_WHAT NEEDS TO BE DONE_:
Line by line, reproduce exactly the beginning of the listing below, ending with the line that contains "pub struct RoundGame" and adding nothing.
━━━━━━━━━━━━━━━━━━━━
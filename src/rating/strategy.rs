//! Selectable rating strategy
//!
//! Only one algorithm is live during a run, but both stay independently
//! usable. Each exposes a single `apply_round` capability over the shared
//! player table.

use crate::config::{RatingAlgorithmKind, RatingSettings};
use crate::error::{EngineError, Result};
use crate::rating::elo::{self, EloCalculator};
use crate::rating::state::PlayerTable;
use crate::rating::team_strength::team_strength;
use crate::rating::trueskill::TrueSkillCalculator;
use crate::types::{GameId, MatchType, PlayerId, Rating, Side};

/// A decided game with resolved rosters, ready to be rated
#[derive(Debug, Clone, PartialEq)]
pub struct RoundGame {
    pub game_id: GameId,
    pub home: Vec<PlayerId>,
    pub away: Vec<PlayerId>,
    pub winner: Side,
    /// Home score minus away score
    pub point_differential: i64,
    pub match_type: MatchType,
    pub season_order: u32,
}

impl RoundGame {
    pub fn winners(&self) -> &[PlayerId] {
        match self.winner {
            Side::Home => &self.home,
            Side::Away => &self.away,
        }
    }

    pub fn losers(&self) -> &[PlayerId] {
        match self.winner {
            Side::Home => &self.away,
            Side::Away => &self.home,
        }
    }
}

/// Trait for folding one round of games into the player table
pub trait RatingAlgorithm: Send + Sync {
    /// Short name used in logs and metrics
    fn name(&self) -> &'static str;

    /// Rating given to players on first appearance
    fn initial_rating(&self) -> Rating;

    /// Apply every game of a round, in the given order
    fn apply_round(&self, table: &mut PlayerTable, games: &[RoundGame]) -> Result<()>;
}

fn collect_ratings(
    table: &PlayerTable,
    game_id: &str,
    players: &[PlayerId],
) -> Result<Vec<Rating>> {
    players
        .iter()
        .map(|id| {
            table.rating(id).ok_or_else(|| {
                EngineError::InternalError {
                    message: format!("Player {} of game {} missing from rating table", id, game_id),
                }
                .into()
            })
        })
        .collect()
}

impl RatingAlgorithm for TrueSkillCalculator {
    fn name(&self) -> &'static str {
        "trueskill"
    }

    fn initial_rating(&self) -> Rating {
        TrueSkillCalculator::initial_rating(self)
    }

    fn apply_round(&self, table: &mut PlayerTable, games: &[RoundGame]) -> Result<()> {
        for game in games {
            let winners = collect_ratings(table, &game.game_id, game.winners())?;
            let losers = collect_ratings(table, &game.game_id, game.losers())?;

            let outcome = self.rate(&winners, &losers, game.match_type);

            for (id, rating) in game.winners().iter().zip(outcome.winners) {
                table.set_rating(id, rating);
            }
            for (id, rating) in game.losers().iter().zip(outcome.losers) {
                table.set_rating(id, rating);
            }
        }
        Ok(())
    }
}

impl RatingAlgorithm for EloCalculator {
    fn name(&self) -> &'static str {
        "elo"
    }

    fn initial_rating(&self) -> Rating {
        EloCalculator::initial_rating(self)
    }

    fn apply_round(&self, table: &mut PlayerTable, games: &[RoundGame]) -> Result<()> {
        let default_rating = self.config().initial_rating;

        for game in games {
            let home = team_strength(&game.home, table, default_rating);
            let away = team_strength(&game.away, table, default_rating);

            let delta = elo::rating_delta(
                home.rating,
                away.rating,
                game.point_differential,
                game.season_order,
                game.match_type,
                self.config(),
            );

            for (roster, direction) in [(&game.home, 1.0), (&game.away, -1.0)] {
                for id in roster {
                    let mut rating = table.rating(id).ok_or_else(|| EngineError::InternalError {
                        message: format!(
                            "Player {} of game {} missing from rating table",
                            id, game.game_id
                        ),
                    })?;
                    rating.mu += direction * delta;
                    table.set_rating(id, rating);
                }
            }
        }
        Ok(())
    }
}

/// The live rating algorithm of a run
#[derive(Debug, Clone)]
pub enum RatingStrategy {
    TrueSkill(TrueSkillCalculator),
    Elo(EloCalculator),
}

impl RatingStrategy {
    /// Build the configured strategy
    pub fn from_settings(settings: &RatingSettings) -> Result<Self> {
        match settings.algorithm {
            RatingAlgorithmKind::TrueSkill => Ok(RatingStrategy::TrueSkill(
                TrueSkillCalculator::new(settings.trueskill.clone())?,
            )),
            RatingAlgorithmKind::Elo => Ok(RatingStrategy::Elo(EloCalculator::new(
                settings.elo.clone(),
                settings.trueskill.initial_sigma,
            )?)),
        }
    }

    fn algorithm(&self) -> &dyn RatingAlgorithm {
        match self {
            RatingStrategy::TrueSkill(calculator) => calculator,
            RatingStrategy::Elo(calculator) => calculator,
        }
    }
}

impl Default for RatingStrategy {
    fn default() -> Self {
        RatingStrategy::TrueSkill(TrueSkillCalculator::default())
    }
}

impl RatingAlgorithm for RatingStrategy {
    fn name(&self) -> &'static str {
        self.algorithm().name()
    }

    fn initial_rating(&self) -> Rating {
        self.algorithm().initial_rating()
    }

    fn apply_round(&self, table: &mut PlayerTable, games: &[RoundGame]) -> Result<()> {
        self.algorithm().apply_round(table, games)
    }
}
//! Metrics for calculation runs
//!
//! Counters and timings are recorded into a Prometheus registry owned by the
//! caller. Nothing here serves them; exporting is left to the embedding
//! process.

pub mod collector;

pub use collector::{MetricsCollector, MetricsTimer, PersistenceMetrics, RunMetrics};
//! Chronological replay of the game log
//!
//! Loading and round grouping, calculated-round tracking, weekly snapshots
//! and the processor state machine that ties them together.

pub mod loader;
pub mod processor;
pub mod request;
pub mod rounds;
pub mod snapshot;
pub mod tracker;

pub use loader::{load_games, LoadedGame, LoadedGames, SeasonTimeline};
pub use processor::{ChronologicalProcessor, Repositories};
pub use request::{
    CancellationHandle, ProcessorState, RunRequest, RunSummary, SkipReason, SkippedGame,
};
pub use rounds::{group_rounds, Round};
pub use snapshot::{ResumePoint, WeekAccumulator};
pub use tracker::RoundTracker;
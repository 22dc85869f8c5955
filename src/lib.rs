// Metronome - Library exports for the binary, tests and benchmarks

pub mod app;
pub mod audio;
pub mod config;
pub mod error;
pub mod messaging;
pub mod runtime;
pub mod sequencer;
pub mod synth;

// Re-export commonly used types for convenience
pub use app::{PlaybackController, Settings};
pub use audio::engine::CpalProvider;
pub use audio::manual::{ManualClock, ManualProvider};
pub use audio::output::{AudioOutput, OutputProvider, OutputState};
pub use config::EngineConfig;
pub use error::MetronomeError;
pub use runtime::MetronomeHandle;
pub use sequencer::{BeatEvent, BeatScheduler, TapTempo, TempoConfig};
pub use synth::click::{ClickSynthesizer, ScheduledClick};
pub use synth::sound::ClickSoundType;
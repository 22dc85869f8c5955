// Beat events - what observers receive once per audible click

use crossbeam_channel::{Receiver, Sender};

/// One emitted click
#[derive(Debug, Clone, Copy, PartialEq, Eq)]
pub struct BeatEvent {
    /// 1-based, counts every click since `start`
    pub beat_number: u64,
    /// True only when the click is the first of its bar and accenting is on
    pub is_downbeat: bool,
}

impl BeatEvent {
    pub fn new(beat_number: u64, is_downbeat: bool) -> Self {
        Self {
            beat_number,
            is_downbeat,
        }
    }
}

/// Callback registered with `on_beat`
pub type BeatCallback = Box<dyn FnMut(BeatEvent) + Send + 'static>;

/// Registered observers: callbacks plus channel subscribers
///
/// Every observer sees every event in emission order. Nothing here blocks:
/// callbacks run inline and channel sends are unbounded.
#[derive(Default)]
pub struct BeatListeners {
    callbacks: Vec<BeatCallback>,
    subscribers: Vec<Sender<BeatEvent>>,
}

impl BeatListeners {
    pub fn new() -> Self {
        Self::default()
    }

    pub fn add_callback(&mut self, callback: BeatCallback) {
        self.callbacks.push(callback);
    }

    /// New channel receiving every future event
    pub fn subscribe(&mut self) -> Receiver<BeatEvent> {
        let (tx, rx) = crossbeam_channel::unbounded();
        self.subscribers.push(tx);
        rx
    }

    pub fn emit(&mut self, event: BeatEvent) {
        for callback in &mut self.callbacks {
            callback(event);
        }
        // Dropped receivers are pruned
        self.subscribers.retain(|tx| tx.send(event).is_ok());
    }

    pub fn len(&self) -> usize {
        self.callbacks.len() + self.subscribers.len()
    }

    pub fn is_empty(&self) -> bool {
        self.len() == 0
    }
}

impl std::fmt::Debug for BeatListeners {
    fn fmt(&self, f: &mut std::fmt::Formatter<'_>) -> std::fmt::Result {
        f.debug_struct("BeatListeners")
            .field("callbacks", &self.callbacks.len())
            .field("subscribers", &self.subscribers.len())
            .finish()
    }
}
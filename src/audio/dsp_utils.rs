// DSP hygiene for the output callback
//
// Everything here runs inside the real-time callback: no allocation, no locks.

/// Values below this are treated as silence
const DENORMAL_THRESHOLD: f32 = 1e-15;

/// Flush denormals to zero
///
/// The tail of an exponential decay produces denormal floats, which are slow
/// on some CPUs.
#[inline]
pub fn flush_denormals_to_zero(x: f32) -> f32 {
    if x.abs() < DENORMAL_THRESHOLD { 0.0 } else { x }
}

/// Soft clipping with tanh
///
/// Several overlapping clicks at high tempo can sum above 1.0; tanh keeps the
/// mix inside [-1, 1] and is nearly linear for the usual click levels.
#[inline]
pub fn soft_clip(x: f32) -> f32 {
    x.tanh()
}

/// One-pole smoother for the master volume
///
/// y[n] = y[n-1] + a * (x[n] - y[n-1])
#[derive(Debug, Clone)]
pub struct OnePoleSmoother {
    current: f32,
    coefficient: f32,
}

impl OnePoleSmoother {
    /// `time_constant_ms` is the time to reach ~63% of a step change
    pub fn new(initial_value: f32, time_constant_ms: f32, sample_rate: f32) -> Self {
        let time_constant_samples = (time_constant_ms * 0.001 * sample_rate).max(1.0);

        Self {
            current: initial_value,
            coefficient: (1.0 / time_constant_samples).min(1.0),
        }
    }

    #[inline]
    pub fn process(&mut self, target: f32) -> f32 {
        self.current += self.coefficient * (target - self.current);
        self.current
    }

    pub fn current(&self) -> f32 {
        self.current
    }
}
━━━━━━━━━━━━━━━━━━━━
_REPLY_:
filename src/rating/strategy.rs
//! Selectable rating strategy
//!
//! Only one algorithm is live during a run, but both stay independently
//! usable. Each exposes a single `apply_round` capability over the shared
//! player table.

use crate::config::{RatingAlgorithmKind, RatingSettings};
use crate::error::{EngineError, Result};
use crate::rating::elo::{self, EloCalculator};
use crate::rating::state::PlayerTable;
use crate::rating::team_strength::team_strength;
use crate::rating::trueskill::TrueSkillCalculator;
use crate::types::{GameId, MatchType, PlayerId, Rating, Side};

/// A decided game with resolved rosters, ready to be rated
#[derive(Debug, Clone, PartialEq)]
pub struct RoundGame {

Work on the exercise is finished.